Similarly, a case report using the metatarsal head to reconstruct the distal radio-ulna joint (DRUJ) has been reported.94 In this patient, the soft tissue attachments of the sigmoid notch and triangular fibrocartilage complex (TFCC) were intact; however, the ulnar head suffered avascular necrosis following a fracture leading to pain and decreased function.94 The metatarsal head was transferred and used to successfully recreate the ulnar head, providing the patient with improvements in grip strength and symmetrical carpal motion.94

Vascularized Epiphyseal Transfer

Skeletally immature patients with large bone defects represent a challenging problem secondary to the need to match their healthy bone's growth in the upper extremity. One solution involves the transfer of the proximal fibular epiphysis enabling both bony reconstruction and growth potential. The use of the proximal fibular physis was first used to reconstruct the distal radius.96 The physis of the fibula is supplied by the anterior tibial artery. It is critical to maintain the proximal physeal blood supply to preserve the graft growth potential. The epiphyseal arterial pedicle arises from the main tibial artery just prior to entering the anterior compartment of the tibia, along with the musculoperiosteal branches to the diaphysis.97

Innocenti and colleagues showed the use of the proximal fibular physis can be successfully used to reconstruct the distal radius in children.98 The transplanted physes demonstrated reliable healing with continued growth at a rate similar to the contralateral side and ipsilateral ulna.98 Likewise, radiographs of the transplanted physis showed remodeling of the articular surface, providing a stable, functional wrist, with 70% of wrist motion compared with the contralateral side.98 Similar successful results have been demonstrated by other authors using proximal fibular physis transfer to the distal radius (Fig. 5).99 100

Fig. 5.

Fig. 5

(A) A 9-year-old girl who presents with distal ulnar hypoplasia and non-union. Proximal fibular physeal transfer was used for reconstruction of the involved ulna. (B) Image of perforating branch to physis originating from the anterior tibial artery (arrowhead). (C) Image of graft prior to insetting. (D) Image of donor site showing carefully preserved branches of deep peroneal nerve, which must be preserved during dissection to avoid a postoperative foot drop. (E) Anteroposterior (AP) radiograph of forearm showing proximal bony union and re-establishment of forearm length.
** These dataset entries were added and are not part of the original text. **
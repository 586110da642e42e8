pub mod auth;
pub mod client;
pub mod error;

pub use auth::{ClientCredentialsTokenSource, TokenSource};
pub use client::ArmClient;
pub use error::ApiFailure;

/// ARM host every management call is issued against.
pub const MANAGEMENT_URL: &str = "https://management.azure.com";
/// Entra ID host the client-credentials grant is issued against.
pub const LOGIN_URL: &str = "https://login.microsoftonline.com";
/// Audience the bearer token is scoped to. The trailing slash matters.
pub const MANAGEMENT_RESOURCE: &str = "https://management.azure.com/";
pub fn prompt_catalog() -> Vec<PromptCatalogEntry> {
    vec![
        PromptCatalogEntry {
            name: "analyze_costs",
            description: "Analyze Azure costs for a timeframe, optionally grouped.",
            arguments: &["timeframe", "group_by"],
        },
        PromptCatalogEntry {
            name: "budget_recommendations",
            description: "Suggest budget thresholds from spending patterns.",
            arguments: &[],
        },
        PromptCatalogEntry {
            name: "cost_reduction",
            description: "Suggest specific cost-reduction opportunities.",
            arguments: &[],
        },
        PromptCatalogEntry {
            name: "analyze_architecture",
            description: "Analyze the Azure architecture, optionally focused on one area.",
            arguments: &["focus"],
        },
        PromptCatalogEntry {
            name: "network_topology_analysis",
            description: "Analyze virtual networks, subnets, and connectivity.",
            arguments: &[],
        },
        PromptCatalogEntry {
            name: "resource_optimization",
            description: "Recommend resource rightsizing and consolidation.",
            arguments: &[],
        },
        PromptCatalogEntry {
            name: "performance_analysis",
            description: "Analyze resource performance, optionally per resource type.",
            arguments: &["resource_type"],
        },
        PromptCatalogEntry {
            name: "unused_resources_cleanup",
            description: "Identify unused resources safe to clean up.",
            arguments: &[],
        },
        PromptCatalogEntry {
            name: "utilization_summary",
            description: "Summarize utilization with actionable insights.",
            arguments: &[],
        },
        PromptCatalogEntry {
            name: "advisor_insights",
            description: "Prioritize Azure Advisor recommendations, optionally by category.",
            arguments: &["category"],
        },
        PromptCatalogEntry {
            name: "security_assessment",
            description: "Comprehensive security assessment, optionally focused.",
            arguments: &["focus_area"],
        },
        PromptCatalogEntry {
            name: "security_alerts_analysis",
            description: "Analyze security alerts and incidents with remediation guidance.",
            arguments: &[],
        },
        PromptCatalogEntry {
            name: "defender_coverage_analysis",
            description: "Analyze Defender for Cloud coverage gaps.",
            arguments: &[],
        },
        PromptCatalogEntry {
            name: "network_security_review",
            description: "Review NSGs, firewalls, and public exposure.",
            arguments: &[],
        },
        PromptCatalogEntry {
            name: "keyvault_security_audit",
            description: "Audit Key Vault protection settings.",
            arguments: &[],
        },
        PromptCatalogEntry {
            name: "security_compliance_review",
            description: "Review compliance posture, optionally against one standard.",
            arguments: &["standard"],
        },
        PromptCatalogEntry {
            name: "alerts_analysis",
            description: "Analyze alerts, optionally filtered by severity.",
            arguments: &["severity"],
        },
        PromptCatalogEntry {
            name: "performance_troubleshooting",
            description: "Troubleshoot performance with monitoring data.",
            arguments: &["resource_type"],
        },
        PromptCatalogEntry {
            name: "security_incident_response",
            description: "Incident response procedures for current incidents.",
            arguments: &[],
        },
        PromptCatalogEntry {
            name: "threat_hunting",
            description: "Proactive threat hunting over Azure security data.",
            arguments: &[],
        },
        PromptCatalogEntry {
            name: "compliance_remediation",
            description: "Remediation roadmap from security assessments.",
            arguments: &["standard"],
        },
        PromptCatalogEntry {
            name: "alert_optimization",
            description: "Reduce alert noise and close monitoring gaps.",
            arguments: &[],
        },
    ]
}
use axum::http::StatusCode;
use axum::response::Json;
use axum::routing::{get, post};
use axum::Router;
use azure_scout::core::config::AzureConfig;
use azure_scout::mcp::dispatch_tool;
use azure_scout::AppState;
use serde_json::{json, Value};
use std::sync::Arc;

async fn state_with_upstream() -> Arc<AppState> {
    let app = Router::new()
        .route(
            "/tenant/oauth2/token",
            post(|| async { Json(json!({"access_token": "test-token"})) }),
        )
        .route(
            "/subscriptions/sub",
            get(|| async { Json(json!({"subscriptionId": "sub", "state": "Enabled"})) }),
        )
        .route(
            "/subscriptions/sub/providers/Microsoft.Consumption/budgets",
            get(|| async { (StatusCode::FORBIDDEN, "not allowed") }),
        );

    let listener = tokio::net::TcpListener::bind("127.0.0.1:0").await.unwrap();
    let addr = listener.local_addr().unwrap();
    tokio::spawn(async move {
        axum::serve(listener, app).await.unwrap();
    });

    let base = format!("http://{}", addr);
    let config = AzureConfig::for_endpoints(base.clone(), base, "sub");
    Arc::new(AppState::new(reqwest::Client::new(), config))
}

#[tokio::test]
async fn known_tool_returns_success_content() {
    let state = state_with_upstream().await;
    let response = dispatch_tool(state, "get_subscription_details", &json!({}))
        .await
        .unwrap();
    assert!(!response.is_error);
    let payload: Value = serde_json::from_str(&response.content[0].text).unwrap();
    assert_eq!(payload["state"], "Enabled");
}

#[tokio::test]
async fn failing_tool_returns_error_content_not_transport_error() {
    let state = state_with_upstream().await;
    let response = dispatch_tool(state, "get_budgets", &json!({})).await.unwrap();
    assert!(response.is_error);
    let payload: Value = serde_json::from_str(&response.content[0].text).unwrap();
    assert_eq!(payload["error"], true);
    assert_eq!(payload["status_code"], 403);
    assert_eq!(payload["message"], "not allowed");
}

#[tokio::test]
async fn unknown_tool_is_a_bad_request() {
    let state = state_with_upstream().await;
    let (status, body) = dispatch_tool(state, "drop_all_resources", &json!({}))
        .await
        .unwrap_err();
    assert_eq!(status, StatusCode::BAD_REQUEST);
    assert_eq!(body.error, "Unknown tool: drop_all_resources");
}

#[tokio::test]
async fn missing_required_parameter_is_a_bad_request() {
    let state = state_with_upstream().await;
    let (status, body) = dispatch_tool(state, "get_alert_details", &json!({}))
        .await
        .unwrap_err();
    assert_eq!(status, StatusCode::BAD_REQUEST);
    assert_eq!(body.error, "Missing required parameter: alert_id");
}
The proximal fibular physis has also been used to reconstruct the proximal humerus in children.100 101 However, these results are not as promising as seen in the distal radius. In the largest series by Innocenti and colleagues, despite the high rate of graft fracture, all patients achieved a painless, functional extremity.101 The authors of this study feel the worse outcomes are related to the difference in size between the fibula and humerus, while also dependent on the amount of rotator cuff removed during the oncologic resection.101

Conclusion

Although the fibular graft still remains the gold standard for most upper extremity reconstruction, newer options such as the scapula osteocutaneous flap and extended medial femoral condyle flap have significant potential for reconstructing composite defects involving both bone and soft tissue. The possibility of articular reconstruction is now possible with vascularized grafts from the knee and foot. Long-term outcomes of these articular reconstructions still remain unknown; additional studies will be required to determine the long-term success and potential donor-site complications.